Sotomayor found it difficult to imagine herself as an accepted member of the Princeton University community as “there was not one Hispanic on the faculty or administrative staff.” The recipe for a robust college community, she concluded, “depends not only on the diversity itself but on promoting a sense of belonging among those who formerly would have been considered and felt themselves outsiders.” She envisioned diverse students not only as statistical proof of diversity itself, but also as playing the crucial role of fostering “connection between the old Princeton and the new, a mutual acceptance without which the body as a whole could not thrive or evolve.” Justice Sotomayor outlined these thoughts before her graduation from Princeton in 1976.

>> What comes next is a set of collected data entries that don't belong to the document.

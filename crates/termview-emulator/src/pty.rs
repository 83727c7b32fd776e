//! PTY (pseudo-terminal) handling with portable-pty.
//!
//! A spawned PTY exposes a single ordered event stream: every chunk of
//! process output arrives as `PtyEvent::Data`, and `PtyEvent::Exited` is
//! delivered exactly once, after the last data chunk. The reader thread
//! drains the master side to EOF before waiting on the child, which is
//! what makes the session layer's wait-then-flush ordering sound.

use std::io::{Read, Write};
use std::sync::Mutex;

use portable_pty::{native_pty_system, ChildKiller, CommandBuilder, MasterPty, PtySize};
use tokio::sync::mpsc;
use tracing::{debug, error, info, warn};

use termview_core::{Dimensions, Error, Result, SpawnSpec};

/// Event emitted by a spawned PTY.
#[derive(Debug, Clone, PartialEq, Eq)]
pub enum PtyEvent {
    /// Output bytes from the child process, in arrival order
    Data(Vec<u8>),
    /// The child exited with this code; sent exactly once, after all data
    Exited(i32),
}

/// Handle to a spawned PTY process.
pub struct PtyHandle {
    /// Master end, kept for resize
    master: Mutex<Box<dyn MasterPty + Send>>,
    /// Write end of the PTY
    writer: Mutex<Box<dyn Write + Send>>,
    /// Killer cloned from the child before it moved to the reader thread
    killer: Mutex<Box<dyn ChildKiller + Send + Sync>>,
    /// Child process id
    pid: u32,
    /// Current PTY dimensions
    dimensions: Mutex<Dimensions>,
    /// Event stream, taken once by the session layer
    events: Mutex<Option<mpsc::UnboundedReceiver<PtyEvent>>>,
}

impl std::fmt::Debug for PtyHandle {
    fn fmt(&self, f: &mut std::fmt::Formatter<'_>) -> std::fmt::Result {
        f.debug_struct("PtyHandle")
            .field("pid", &self.pid)
            .field("dimensions", &self.dimensions)
            .finish_non_exhaustive()
    }
}

impl PtyHandle {
    /// Spawn a new PTY running the given command at the given size.
    ///
    /// Extra environment variables from the spec are merged over the
    /// inherited environment; the working directory is inherited unless
    /// set in the spec.
    pub fn spawn(spec: &SpawnSpec, dimensions: Dimensions) -> Result<Self> {
        info!(
            "Spawning PTY: shell='{}' args={:?}, dimensions={}x{}, cwd={:?}",
            spec.shell, spec.args, dimensions.rows, dimensions.cols, spec.cwd
        );

        let pty_system = native_pty_system();
        let pair = pty_system
            .openpty(PtySize {
                rows: dimensions.rows,
                cols: dimensions.cols,
                pixel_width: 0,
                pixel_height: 0,
            })
            .map_err(|e| {
                error!("Failed to open PTY: {}", e);
                Error::SpawnFailure(format!("failed to open PTY: {e}"))
            })?;

        let mut cmd = CommandBuilder::new(&spec.shell);
        for arg in &spec.args {
            cmd.arg(arg);
        }
        if let Some(dir) = &spec.cwd {
            cmd.cwd(dir);
        }
        for (key, value) in &spec.env {
            cmd.env(key, value);
        }

        let mut child = pair.slave.spawn_command(cmd).map_err(|e| {
            error!("Failed to spawn '{}': {}", spec.shell, e);
            Error::SpawnFailure(format!("failed to spawn '{}': {e}", spec.shell))
        })?;
        // Dropping the slave here is required so the master sees EOF when
        // the child exits.
        drop(pair.slave);

        let killer = child.clone_killer();
        let pid = child.process_id().unwrap_or(0);

        let writer = pair.master.take_writer().map_err(|e| {
            Error::SpawnFailure(format!("failed to take PTY writer: {e}"))
        })?;
        let mut reader = pair.master.try_clone_reader().map_err(|e| {
            Error::SpawnFailure(format!("failed to clone PTY reader: {e}"))
        })?;

        let (tx, rx) = mpsc::unbounded_channel();

        // Reader thread: drain to EOF, then reap the child. Sending the
        // exit event last guarantees it is ordered behind every data chunk.
        std::thread::spawn(move || {
            let mut buffer = vec![0u8; 4096];
            loop {
                match reader.read(&mut buffer) {
                    Ok(0) => break,
                    Ok(n) => {
                        if tx.send(PtyEvent::Data(buffer[..n].to_vec())).is_err() {
                            // Receiver dropped; keep reaping the child below.
                            break;
                        }
                    }
                    // EIO on Linux once the slave side closes.
                    Err(_) => break,
                }
            }

            let code = match child.wait() {
                Ok(status) => status.exit_code() as i32,
                Err(e) => {
                    warn!("Failed to wait for child (pid {}): {}", pid, e);
                    -1
                }
            };
            debug!("PTY child {} exited with code {}", pid, code);
            let _ = tx.send(PtyEvent::Exited(code));
        });

        info!("PTY spawned: shell='{}', pid={}", spec.shell, pid);

        Ok(Self {
            master: Mutex::new(pair.master),
            writer: Mutex::new(writer),
            killer: Mutex::new(killer),
            pid,
            dimensions: Mutex::new(dimensions),
            events: Mutex::new(Some(rx)),
        })
    }

    /// Take the event stream. Returns `None` after the first call.
    pub fn take_events(&self) -> Option<mpsc::UnboundedReceiver<PtyEvent>> {
        self.events.lock().unwrap().take()
    }

    /// Child process id.
    pub fn pid(&self) -> u32 {
        self.pid
    }

    /// Write bytes verbatim to the PTY.
    pub fn write(&self, data: &[u8]) -> Result<usize> {
        debug!("Writing {} bytes to PTY (pid {})", data.len(), self.pid);
        let mut writer = self.writer.lock().unwrap();
        writer.write_all(data).map_err(Error::Io)?;
        writer.flush().map_err(Error::Io)?;
        Ok(data.len())
    }

    /// Resize the PTY; the child is notified via SIGWINCH.
    pub fn resize(&self, new_dimensions: Dimensions) -> Result<()> {
        info!(
            "Resizing PTY (pid {}) to {}x{}",
            self.pid, new_dimensions.rows, new_dimensions.cols
        );
        self.master
            .lock()
            .unwrap()
            .resize(PtySize {
                rows: new_dimensions.rows,
                cols: new_dimensions.cols,
                pixel_width: 0,
                pixel_height: 0,
            })
            .map_err(|e| Error::Other(format!("PTY resize failed: {e}")))?;

        *self.dimensions.lock().unwrap() = new_dimensions;
        Ok(())
    }

    /// Current PTY dimensions.
    pub fn dimensions(&self) -> Dimensions {
        *self.dimensions.lock().unwrap()
    }

    /// Kill the child process. Safe to call after the child has exited.
    pub fn kill(&self) -> Result<()> {
        info!("Killing PTY child (pid {})", self.pid);
        match self.killer.lock().unwrap().kill() {
            Ok(()) => Ok(()),
            // Already-dead children report errors on some platforms.
            Err(e) => {
                debug!("Kill for pid {} reported: {}", self.pid, e);
                Ok(())
            }
        }
    }
}
//! Session identity and spawn parameter types.

use schemars::JsonSchema;
use serde::{Deserialize, Serialize};

/// Unique identifier for a terminal session.
///
/// Opaque string of the form `sess-N`; the registry allocates them from a
/// monotonic counter so ids are never reused within a process lifetime.
#[derive(Debug, Clone, PartialEq, Eq, Hash, Serialize, Deserialize, JsonSchema)]
#[serde(transparent)]
pub struct SessionId(String);

impl SessionId {
    /// Build an id from a monotonic sequence number.
    pub fn from_seq(seq: u64) -> Self {
        Self(format!("sess-{seq}"))
    }

    /// The id as a string slice.
    pub fn as_str(&self) -> &str {
        &self.0
    }

    /// The sequence number for a `sess-N` id, or `None` for an id in a
    /// foreign format.
    pub fn seq(&self) -> Option<u64> {
        self.0.strip_prefix("sess-")?.parse().ok()
    }
}

impl From<String> for SessionId {
    fn from(s: String) -> Self {
        Self(s)
    }
}

impl From<&str> for SessionId {
    fn from(s: &str) -> Self {
        Self(s.to_string())
    }
}

impl std::fmt::Display for SessionId {
    fn fmt(&self, f: &mut std::fmt::Formatter<'_>) -> std::fmt::Result {
        write!(f, "{}", self.0)
    }
}

/// Parameters for spawning a process into a session's PTY.
#[derive(Debug, Clone, PartialEq, Eq, Serialize, Deserialize, JsonSchema)]
pub struct SpawnSpec {
    /// Shell or program path (e.g., "/bin/bash", "powershell.exe")
    pub shell: String,
    /// Program arguments
    pub args: Vec<String>,
    /// Working directory (inherited if absent)
    pub cwd: Option<String>,
    /// Extra environment variables, merged over the inherited environment
    pub env: Vec<(String, String)>,
}

impl Default for SpawnSpec {
    fn default() -> Self {
        Self {
            shell: if cfg!(windows) {
                "powershell.exe".to_string()
            } else {
                "/bin/bash".to_string()
            },
            args: Vec::new(),
            cwd: None,
            env: Vec::new(),
        }
    }
}

impl SpawnSpec {
    /// Spawn spec for a bare program with arguments.
    pub fn command(shell: impl Into<String>, args: Vec<String>) -> Self {
        Self {
            shell: shell.into(),
            args,
            ..Default::default()
        }
    }
}

/// Read-only snapshot of one registry entry at call time.
#[derive(Debug, Clone, PartialEq, Eq, Serialize, Deserialize, JsonSchema)]
pub struct SessionSummary {
    /// Session identifier
    pub id: SessionId,
    /// Snapshot window columns (construction size)
    pub cols: u16,
    /// Snapshot window rows (construction size)
    pub rows: u16,
    /// Whether the process has exited
    pub exited: bool,
    /// Exit code, set exactly once at process exit
    pub exit_code: Option<i32>,
}

#[cfg(test)]
mod tests {
    use super::*;

    #[test]
    fn test_session_id_from_seq() {
        assert_eq!(SessionId::from_seq(0).as_str(), "sess-0");
        assert_eq!(SessionId::from_seq(42).to_string(), "sess-42");
    }

    #[test]
    fn test_session_id_seq() {
        assert_eq!(SessionId::from_seq(10).seq(), Some(10));
        assert_eq!(SessionId::from("custom-id").seq(), None);
        assert_eq!(SessionId::from("sess-x").seq(), None);
    }

    #[test]
    fn test_session_id_roundtrip() {
        let id = SessionId::from_seq(3);
        let json = serde_json::to_string(&id).unwrap();
        assert_eq!(json, "\"sess-3\"");
        let back: SessionId = serde_json::from_str(&json).unwrap();
        assert_eq!(back, id);
    }

    #[test]
    fn test_spawn_spec_default() {
        let spec = SpawnSpec::default();
        assert!(!spec.shell.is_empty());
        assert!(spec.args.is_empty());
        assert_eq!(spec.cwd, None);
        assert!(spec.env.is_empty());
    }

    #[test]
    fn test_spawn_spec_command() {
        let spec = SpawnSpec::command("/bin/echo", vec!["hello".to_string()]);
        assert_eq!(spec.shell, "/bin/echo");
        assert_eq!(spec.args, vec!["hello".to_string()]);
    }
}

A robust college community “depends not only on the diversity itself but on promoting a sense of belonging among those who formerly would have been considered and felt themselves outsiders.” — Sonia Sotomayor
The same issues, expressed by Sonia Sotomayor nearly 40 years ago, are the genesis of the student strife of 2015. Diverse students are exposing the “gap between what colleges promise and what they actually deliver.” Universities and colleges may package themselves as learning laboratories that are welcoming and inclusive. But that promise is not always reflected in the real life experiences of students from diverse ethnic, racial and socio-economic backgrounds who increasingly inhabit our institutions of higher education. Administrators and academics are often unprepared to “feel the pain” of outsiders who are expected to become instant insiders by osmosis.
Diverse students do need to feel that their stories are legitimate and worth hearing. A senior at Yale, Aaron Z. Lewis, struck at the heart of the matter: “What matters is that we all need to have empathy for the experiences that people of color have even if we don’t have those experiences for ourselves.” Lewis is right. Colleges and universities need to carve space into the student experience that allows young people, administrators and academics from all backgrounds to tell their stories.
Empathy is the foundation upon which authentic solutions to problems can emerge. But it must be woven into university and college infrastructures. It cannot be only a mantra during a time of troubles that is quickly forgotten once chaos recedes. Calls for inclusion through administrative changes, mentorship and mental health support cannot remain in the realm of good intentions. We have the tools to make changes but we have to take the time to listen to each other, truly listen to each other, before good intentions and innovative programs have any chance of becoming the new reality.
If we want universities and colleges to be “welcoming places for people of all backgrounds,” it is time to take Justice Sotomayor’s advice and promote a “sense of belonging among those who formerly would have been considered and felt themselves outsiders.” Diverse students have a role to play as cultural midwives who will connect the best in the traditional and new cultures of higher education.